Elle lève la main pour essuyer les larmes qui commencent à couler et s’écarte un peu de Holden pour le regarder dans les yeux. Elle le trouve de plus en plus beau à mesure qu’elle apprend à le connaitre. Elle se met sur la pointe des pieds et l’embrasse doucement. Il la serre plus fort, l’embrasse passionnément.
Un médecin les interrompt en ouvrant brutalement la porte et demande à Holden de le suivre. Elle se retrouve seule et s’assoit sur son lit, appuyée contre le mur, touchant ses lèvres. Elle ne comprend pas les sentiments qui l’agitent mais, à ce moment, elle est heureuse. Elle comprend enfin ce que voulait dire l’homme qui venait parler avec elle.
Des larmes coulent sur ses joues ; elle ne les essuie pas.
-Je peux savoir à quoi tu joues ?
Pause.
-Réponds.
-Je ne sais pas quoi dire.
Pause. Regard furieux.
-Vous prenez votre temps comme s’il n’était pas impératif que tu aies des enfants.
-J’ai encore quelques années à vivre.
Pause. Soupir.
-Ce n’est pas la question. Rien ne nous garantit que vous ayez des filles et il n’en faudra pas qu’une pour garantir la pérennité de ton espèce.
-Je suis humaine.
-Non. Tu es la dernière représentante d’une espèce qui vivait auparavant avec les humains. Mais tu n’es qu’une femme et ton seul devoir est d’avoir des enfants. Si vous ne le faites pas vous-même rapidement, nous trouverons un moyen de vous y forcer.
Pause.
-D’accord.
Quand on referme la porte de sa chambre derrière elle, elle se précipite sur son lit et enfouit son visage dans son oreiller. Holden n’est toujours pas revenu. Elle se relève rapidement et commence à faire les cent pas entre ces quatre murs beaucoup trop blancs. Elle a entendu le médecin fermer à clé, ce qui, d’une manière incompréhensible, la rend furieuse.
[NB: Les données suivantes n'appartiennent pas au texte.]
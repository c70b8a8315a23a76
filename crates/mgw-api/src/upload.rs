use std::{collections::HashMap, path::Path};

use axum::extract::Multipart;
use tokio::io::AsyncWriteExt;

use mgw_core::upload::UploadArtifact;

use crate::ApiError;

/// Decoded multipart form: text fields plus at most one spooled file.
#[derive(Default)]
pub(crate) struct UploadForm {
    fields: HashMap<String, String>,
    pub file: Option<UploadArtifact>,
}

impl UploadForm {
    /// Non-blank text field.
    pub fn text(&self, name: &str) -> Option<String> {
        self.fields
            .get(name)
            .filter(|v| !v.trim().is_empty())
            .cloned()
    }
}

/// Read every field, streaming the one named `file_field` to disk.
///
/// If decoding fails half-way the partially written artifact is dropped and
/// its file removed with it.
pub(crate) async fn read_form(
    mut multipart: Multipart,
    upload_dir: &Path,
    file_field: &str,
) -> Result<UploadForm, ApiError> {
    let mut form = UploadForm::default();

    while let Some(mut field) = multipart.next_field().await? {
        let Some(name) = field.name().map(str::to_string) else {
            continue;
        };

        if name == file_field {
            if form.file.is_some() {
                return Err(ApiError::bad_request(format!("only one {file_field} is allowed")));
            }
            let (artifact, mut out) = UploadArtifact::create(
                upload_dir,
                field.file_name().map(str::to_string),
                field.content_type().map(str::to_string),
            )
            .await?;
            // Owned by the form from here on; dropping the form removes the file.
            form.file = Some(artifact);

            let mut size = 0usize;
            while let Some(chunk) = field.chunk().await? {
                size += chunk.len();
                out.write_all(&chunk)
                    .await
                    .map_err(|e| ApiError::internal(format!("upload write error: {e}")))?;
            }
            out.flush()
                .await
                .map_err(|e| ApiError::internal(format!("upload write error: {e}")))?;
            tracing::debug!(field = %name, size, "upload spooled");
        } else {
            let value = field.text().await?;
            form.fields.insert(name, value);
        }
    }

    Ok(form)
}
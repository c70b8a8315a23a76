use std::path::PathBuf;

/// Core error type for the gateway.
///
/// Adapter crates map their specific errors into this type so the control API
/// can split failures into client errors (400) and dispatch errors (500).
#[derive(Debug, thiserror::Error)]
pub enum Error {
    #[error("config error: {0}")]
    Config(String),

    #[error("{0}")]
    Validation(String),

    #[error("not connected to the messaging network")]
    NotConnected,

    #[error("session logged out; re-pairing required")]
    LoggedOut,

    #[error("i/o error: {0}")]
    Io(#[from] std::io::Error),

    #[error("json error: {0}")]
    Json(#[from] serde_json::Error),

    #[error("invalid path: {path}: {reason}")]
    InvalidPath { path: PathBuf, reason: String },

    #[error("external error: {0}")]
    External(String),
}

impl Error {
    pub fn validation(msg: impl Into<String>) -> Self {
        Self::Validation(msg.into())
    }

    /// True when the caller sent a malformed request (nothing was attempted).
    pub fn is_client_error(&self) -> bool {
        matches!(self, Self::Validation(_))
    }
}

pub type Result<T> = std::result::Result<T, Error>;
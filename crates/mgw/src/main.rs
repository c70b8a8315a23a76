use std::sync::Arc;

use tokio::net::TcpListener;
use tokio_util::sync::CancellationToken;

use mgw_core::config::Config;
use mgw_link::{BridgeConfig, BridgeConnector};

#[tokio::main]
async fn main() -> anyhow::Result<()> {
    mgw_core::logging::init("mgw")?;

    let cfg = Config::load()?;
    cfg.ensure_dirs()?;

    let connector = Arc::new(BridgeConnector::new(BridgeConfig {
        url: cfg.link_url.clone(),
        version_url: cfg.link_version_url.clone(),
        send_timeout: cfg.send_timeout,
    })?);

    let listener = TcpListener::bind((cfg.bind_addr, cfg.port)).await?;

    let shutdown = CancellationToken::new();
    tokio::spawn({
        let shutdown = shutdown.clone();
        async move {
            match tokio::signal::ctrl_c().await {
                Ok(()) => {
                    tracing::info!("shutdown requested");
                    shutdown.cancel();
                }
                Err(e) => tracing::error!(error = %e, "cannot listen for ctrl-c"),
            }
        }
    });

    mgw::run(cfg, connector, listener, shutdown).await
}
Pendant plus de deux mois, elle a subi ce traitement inhumain sans broncher, incapable de penser, ne faisant que contempler le plafond parfaitement lisse, mais depuis qu’Holden est entré dans sa vie, elle est envahie par les sentiments au point de regretter l’apathie des jours précédents. Elle a constamment besoin de sa présence, de son regard sur elle, de ses mots si rassurants.
Et la seule condition pour le garder pour toujours est qu’ils aient des enfants. Pourquoi cela la gêne-t-il autant ?
La porte s’ouvre et il entre. Il la fixe, l’air surpris, et elle touche son visage mouillé. Elle ne s’était même pas rendu compte qu’elle pleurait. Il enveloppe sa main dans les siennes et la fait asseoir sur le lit.
-J’imagine qu’ils t’ont dit la même chose qu’à moi.
-Ils ont menacé de nous forcer.
-Je sais. Ne pleure pas. Je vais trouver une solution.
-Et si on faisait ce qu’ils nous demandent ?
Pause. Surprise.
-Tu es sérieuse ? Qu’est-ce qui t’arrive ? Qu’est-ce qu’ils t’ont vraiment dit ?
-Non, rien. C’est juste… moi.
Pause.
-Je ressens des choses et je ne sais pas les gérer. Je voudrais qu’elles disparaissent.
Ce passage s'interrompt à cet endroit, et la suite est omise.